What were the key safety and biomarker findings from the phase 2a study, and how should clinicians interpret these early signals in the context of Alzheimer disease?

In a phase 2a study that assessed 242 patients with mild-to-moderate Alzheimer’s disease, LM11A-31 showed benefits across five biomarker categories that each correlate with cognitive function, slowed cognitive decline by ~50% vs. placebo on both cognition scale measures ADAS-cog13 & MMSE, and demonstrated a favorable safety profile with mild, transient adverse events and no treatment-related amyloid-related imaging abnormalities.

Clinicians should view these findings as not only early evidence of disease modification but also with optimism for the future of neuroprotective therapies and those that target multiple intracellular tau mechanisms.

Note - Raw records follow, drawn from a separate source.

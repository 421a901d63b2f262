use super::Position;
use serde::{Deserialize, Serialize};

#[derive(Debug, Clone, Copy, PartialEq, Eq, Default, Serialize, Deserialize)]
#[serde(rename_all = "lowercase")]
pub enum PcbLayer {
    #[default]
    Top,
    Bottom,
    /// Inner copper layers (`inner1`, `inner2`, ...) are drawn like bottom copper.
    #[serde(other)]
    Inner,
}

fn default_board_thickness() -> f64 {
    1.4
}

#[derive(Debug, Clone, PartialEq, Serialize, Deserialize)]
pub struct PcbBoard {
    #[serde(default)]
    pub pcb_board_id: Option<String>,
    pub center: Position,
    pub width: f64,
    pub height: f64,
    /// Optional polygon outline; replaces the centered rectangle when present.
    #[serde(default)]
    pub outline: Vec<Position>,
    #[serde(default = "default_board_thickness")]
    pub thickness: f64,
}

#[derive(Debug, Clone, PartialEq, Serialize, Deserialize)]
pub struct PcbComponent {
    pub pcb_component_id: String,
    pub center: Position,
    pub width: f64,
    pub height: f64,
    #[serde(default)]
    pub rotation: f64,
    #[serde(default)]
    pub layer: PcbLayer,
}

#[derive(Debug, Clone, PartialEq, Serialize, Deserialize)]
#[serde(tag = "shape", rename_all = "snake_case")]
pub enum PcbSmtPad {
    Rect {
        #[serde(default)]
        pcb_smtpad_id: Option<String>,
        x: f64,
        y: f64,
        width: f64,
        height: f64,
        #[serde(default)]
        layer: PcbLayer,
    },
    Circle {
        #[serde(default)]
        pcb_smtpad_id: Option<String>,
        x: f64,
        y: f64,
        radius: f64,
        #[serde(default)]
        layer: PcbLayer,
    },
}

impl PcbSmtPad {
    pub fn layer(&self) -> PcbLayer {
        match self {
            Self::Rect { layer, .. } | Self::Circle { layer, .. } => *layer,
        }
    }
}

#[derive(Debug, Clone, PartialEq, Serialize, Deserialize)]
pub struct PcbPlatedHole {
    pub x: f64,
    pub y: f64,
    pub outer_diameter: f64,
    pub hole_diameter: f64,
}

#[derive(Debug, Clone, PartialEq, Serialize, Deserialize)]
pub struct PcbHole {
    pub x: f64,
    pub y: f64,
    pub hole_diameter: f64,
}

#[derive(Debug, Clone, PartialEq, Serialize, Deserialize)]
pub struct PcbVia {
    pub x: f64,
    pub y: f64,
    pub outer_diameter: f64,
    pub hole_diameter: f64,
}

#[derive(Debug, Clone, PartialEq, Serialize, Deserialize)]
#[serde(tag = "route_type", rename_all = "snake_case")]
pub enum PcbRoutePoint {
    Wire {
        x: f64,
        y: f64,
        width: f64,
        #[serde(default)]
        layer: PcbLayer,
    },
    Via {
        x: f64,
        y: f64,
        #[serde(default)]
        from_layer: Option<PcbLayer>,
        #[serde(default)]
        to_layer: Option<PcbLayer>,
    },
}

impl PcbRoutePoint {
    pub fn position(&self) -> Position {
        match self {
            Self::Wire { x, y, .. } | Self::Via { x, y, .. } => Position::new(*x, *y),
        }
    }
}

#[derive(Debug, Clone, PartialEq, Serialize, Deserialize)]
pub struct PcbTrace {
    #[serde(default)]
    pub pcb_trace_id: Option<String>,
    pub route: Vec<PcbRoutePoint>,
}

#[derive(Debug, Clone, PartialEq, Serialize, Deserialize)]
pub struct PcbSilkscreenText {
    pub anchor_position: Position,
    pub text: String,
    #[serde(default)]
    pub font_size: Option<f64>,
    #[serde(default)]
    pub layer: PcbLayer,
    #[serde(default)]
    pub ccw_rotation: f64,
    #[serde(default)]
    pub anchor_alignment: super::TextAnchor,
}

#[derive(Debug, Clone, PartialEq, Serialize, Deserialize)]
pub struct PcbSilkscreenLine {
    pub x1: f64,
    pub y1: f64,
    pub x2: f64,
    pub y2: f64,
    #[serde(default)]
    pub stroke_width: Option<f64>,
    #[serde(default)]
    pub layer: PcbLayer,
}

#[derive(Debug, Clone, PartialEq, Serialize, Deserialize)]
pub struct PcbSilkscreenPath {
    pub route: Vec<Position>,
    #[serde(default)]
    pub stroke_width: Option<f64>,
    #[serde(default)]
    pub layer: PcbLayer,
}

As a Phase 2a study, this trial in a mild to moderate population was a relatively short (26-weeks). The trial shows statistically significant results in 5 distinct categories of biomarkers, each biomarker correlating with cognition. While not powered for a formal cognitive assessment, the hypothesis is consistent with the direction of slowing of cognitive decline along with the consistency of the biomarker data across the five categories are promising results to prepare for future larger studies.

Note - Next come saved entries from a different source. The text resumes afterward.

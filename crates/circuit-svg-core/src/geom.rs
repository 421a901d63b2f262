//! Geometry aliases over `euclid` plus the rotation helpers element shapes need.

pub type Unit = euclid::UnknownUnit;

pub type Point = euclid::Point2D<f64, Unit>;
pub type Vector = euclid::Vector2D<f64, Unit>;
pub type Size = euclid::Size2D<f64, Unit>;
pub type Transform = euclid::Transform2D<f64, Unit, Unit>;

pub fn point(x: f64, y: f64) -> Point {
    euclid::point2(x, y)
}

pub fn vector(x: f64, y: f64) -> Vector {
    euclid::vec2(x, y)
}

/// Rotates `p` counter-clockwise around `center` by `degrees` (real-world, Y up).
pub fn rotate_about(p: Point, center: Point, degrees: f64) -> Point {
    if degrees == 0.0 {
        return p;
    }
    let (sin, cos) = degrees.to_radians().sin_cos();
    let d = p - center;
    point(
        center.x + d.x * cos - d.y * sin,
        center.y + d.x * sin + d.y * cos,
    )
}

/// Corners of a `width` x `height` rectangle centered on `center` and rotated by `degrees`.
///
/// Order: bottom-left, bottom-right, top-right, top-left (before rotation).
pub fn rotated_rect_corners(center: Point, width: f64, height: f64, degrees: f64) -> [Point; 4] {
    let hw = width / 2.0;
    let hh = height / 2.0;
    [
        point(center.x - hw, center.y - hh),
        point(center.x + hw, center.y - hh),
        point(center.x + hw, center.y + hh),
        point(center.x - hw, center.y + hh),
    ]
    .map(|c| rotate_about(c, center, degrees))
}

#[cfg(test)]
mod tests {
    use super::*;

    #[test]
    fn rotate_quarter_turn_is_counter_clockwise() {
        let p = rotate_about(point(1.0, 0.0), point(0.0, 0.0), 90.0);
        assert!((p.x - 0.0).abs() < 1e-12);
        assert!((p.y - 1.0).abs() < 1e-12);
    }

    #[test]
    fn unrotated_rect_corners_are_axis_aligned() {
        let c = rotated_rect_corners(point(1.0, 2.0), 4.0, 2.0, 0.0);
        assert_eq!(c[0], point(-1.0, 1.0));
        assert_eq!(c[2], point(3.0, 3.0));
    }
}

LM11A-31 has been selected for a platform trial in progressive supranuclear palsy. What is the rationale for evaluating this agent across multiple neurodegenerative conditions?

Progressive Supranuclear Palsy (PSP) is a primary tauopathy and LM11A-31 targets at least eight fundamental tau pathological mechanisms that are directly relevant to PSP and other tauopathies. These include inhibition of multiple post-translational modifications of phosphorylation and acetylation; tau misfolding, mislocalization within neurons, tau cleavage, tau oligomerization, tau seeding, accumulation of paired helical filaments and tau spreading.

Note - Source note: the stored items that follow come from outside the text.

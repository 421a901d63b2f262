use circuit_svg_core::geom::{self, Point};
use serde::{Deserialize, Serialize};

/// Smallest real-world extent used on either axis when fitting a viewport.
///
/// Collinear or single-point circuits are expanded symmetrically to this size so the aspect
/// ratio and scale stay finite.
pub const MIN_REAL_EXTENT: f64 = 1.0;

/// Axis-aligned bounding box in real-world units (Y up).
#[derive(Debug, Clone, Copy, PartialEq, Serialize, Deserialize)]
pub struct RealBounds {
    pub min_x: f64,
    pub max_x: f64,
    pub min_y: f64,
    pub max_y: f64,
}

impl RealBounds {
    /// Bounds used when a collection has no coordinates at all.
    pub const UNIT: RealBounds = RealBounds {
        min_x: -0.5,
        max_x: 0.5,
        min_y: -0.5,
        max_y: 0.5,
    };

    pub fn from_points(points: impl IntoIterator<Item = (f64, f64)>) -> Option<Self> {
        let mut it = points
            .into_iter()
            .filter(|(x, y)| x.is_finite() && y.is_finite());
        let (x0, y0) = it.next()?;
        let mut b = Self {
            min_x: x0,
            max_x: x0,
            min_y: y0,
            max_y: y0,
        };
        for (x, y) in it {
            b.min_x = b.min_x.min(x);
            b.min_y = b.min_y.min(y);
            b.max_x = b.max_x.max(x);
            b.max_y = b.max_y.max(y);
        }
        Some(b)
    }

    pub fn width(&self) -> f64 {
        self.max_x - self.min_x
    }

    pub fn height(&self) -> f64 {
        self.max_y - self.min_y
    }

    pub fn center(&self) -> Point {
        geom::point(
            (self.min_x + self.max_x) / 2.0,
            (self.min_y + self.max_y) / 2.0,
        )
    }

    /// Expands each axis symmetrically around its center to at least `min_extent`.
    pub fn clamped(&self, min_extent: f64) -> Self {
        let mut out = *self;
        if out.width() < min_extent {
            let cx = (out.min_x + out.max_x) / 2.0;
            out.min_x = cx - min_extent / 2.0;
            out.max_x = cx + min_extent / 2.0;
        }
        if out.height() < min_extent {
            let cy = (out.min_y + out.max_y) / 2.0;
            out.min_y = cy - min_extent / 2.0;
            out.max_y = cy + min_extent / 2.0;
        }
        out
    }
}

/// Incremental bounds accumulator used by the per-view bounds calculators.
///
/// Non-finite coordinates are ignored.
#[derive(Debug, Clone, Default)]
pub struct BoundsBuilder {
    bounds: Option<RealBounds>,
}

impl BoundsBuilder {
    pub fn new() -> Self {
        Self::default()
    }

    pub fn add_xy(&mut self, x: f64, y: f64) {
        if !x.is_finite() || !y.is_finite() {
            return;
        }
        match &mut self.bounds {
            Some(b) => {
                b.min_x = b.min_x.min(x);
                b.min_y = b.min_y.min(y);
                b.max_x = b.max_x.max(x);
                b.max_y = b.max_y.max(y);
            }
            None => {
                self.bounds = Some(RealBounds {
                    min_x: x,
                    max_x: x,
                    min_y: y,
                    max_y: y,
                });
            }
        }
    }

    pub fn add_point(&mut self, p: Point) {
        self.add_xy(p.x, p.y);
    }

    pub fn add_points(&mut self, points: impl IntoIterator<Item = Point>) {
        for p in points {
            self.add_point(p);
        }
    }

    /// Adds an axis-aligned box of `width` x `height` centered on (`cx`, `cy`).
    pub fn add_centered_rect(&mut self, cx: f64, cy: f64, width: f64, height: f64) {
        let hw = width.abs() / 2.0;
        let hh = height.abs() / 2.0;
        self.add_xy(cx - hw, cy - hh);
        self.add_xy(cx + hw, cy + hh);
    }

    pub fn add_circle(&mut self, cx: f64, cy: f64, radius: f64) {
        self.add_centered_rect(cx, cy, radius * 2.0, radius * 2.0);
    }

    pub fn is_empty(&self) -> bool {
        self.bounds.is_none()
    }

    /// Returns the accumulated bounds, or [`RealBounds::UNIT`] when nothing was added.
    pub fn finish(self) -> RealBounds {
        self.bounds.unwrap_or(RealBounds::UNIT)
    }
}

#[cfg(test)]
mod tests {
    use super::*;

    #[test]
    fn empty_builder_yields_unit_box() {
        let b = BoundsBuilder::new().finish();
        assert_eq!(b, RealBounds::UNIT);
        assert!(b.width() > 0.0 && b.height() > 0.0);
    }

    #[test]
    fn non_finite_coordinates_are_ignored() {
        let mut builder = BoundsBuilder::new();
        builder.add_xy(f64::NAN, 1.0);
        builder.add_xy(2.0, f64::INFINITY);
        assert!(builder.is_empty());
        builder.add_xy(1.0, 1.0);
        assert_eq!(
            builder.finish(),
            RealBounds {
                min_x: 1.0,
                max_x: 1.0,
                min_y: 1.0,
                max_y: 1.0
            }
        );
    }

    #[test]
    fn clamp_expands_degenerate_axes_symmetrically() {
        let b = RealBounds {
            min_x: 2.0,
            max_x: 2.0,
            min_y: -3.0,
            max_y: 7.0,
        }
        .clamped(MIN_REAL_EXTENT);
        assert_eq!(b.min_x, 1.5);
        assert_eq!(b.max_x, 2.5);
        assert_eq!(b.min_y, -3.0);
        assert_eq!(b.max_y, 7.0);
    }

    #[test]
    fn from_points_tracks_extremes() {
        let b = RealBounds::from_points([(1.0, 5.0), (-2.0, 0.0), (4.0, -1.0)]).unwrap();
        assert_eq!((b.min_x, b.max_x, b.min_y, b.max_y), (-2.0, 4.0, -1.0, 5.0));
        assert!(RealBounds::from_points(std::iter::empty()).is_none());
    }
}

Each of these pathological events individually have been considered as potentially important therapeutic targets, thus we are encouraged to have a single ‘upstream’ therapy that engages all eight mechanisms. In addition, a recent perspective is that it will be critical to target intracellular tau pathology which modulation of p75 achieves.

From a clinical development perspective, what are the advantages of a platform trial design in rare neurodegenerative diseases like PSP?

Platform trial designs offer several key advantages in rare neurodegenerative diseases like PSP, where patient populations are limited and efficient study execution is critical. They allow multiple therapies to be evaluated simultaneously under a shared infrastructure, reducing the need for separate trials and minimizing patient recruitment challenges. A common control arm further improves efficiency and reduces costs by decreasing the number of participants required to receive placebo. These designs are also adaptive, enabling ineffective treatments to be dropped and promising ones to be added over time, which accelerates decision-making.

Looking ahead, what key endpoints or outcomes will be most important in determining whether LM11A-31 can meaningfully impact disease progression?

Key endpoints will focus on demonstrating a consistent impact on disease progression across biomarkers and clinical measures including cognitive and functional status.

Biomarkers relevant to p75 function and those related go clinical status will continue to be important in providing early evidence of disease modification, including, structural MRI as a measure of degradation, FDG-PET as a marker of synaptic function, and fluid markers within cerebral spinal fluid and blood of synaptic integrity, neuroinflammation, and tau pathology.

Ultimately, alignment between biomarker improvements and sustained clinical benefit over longer treatment durations will be key to establishing a meaningful impact on disease progression.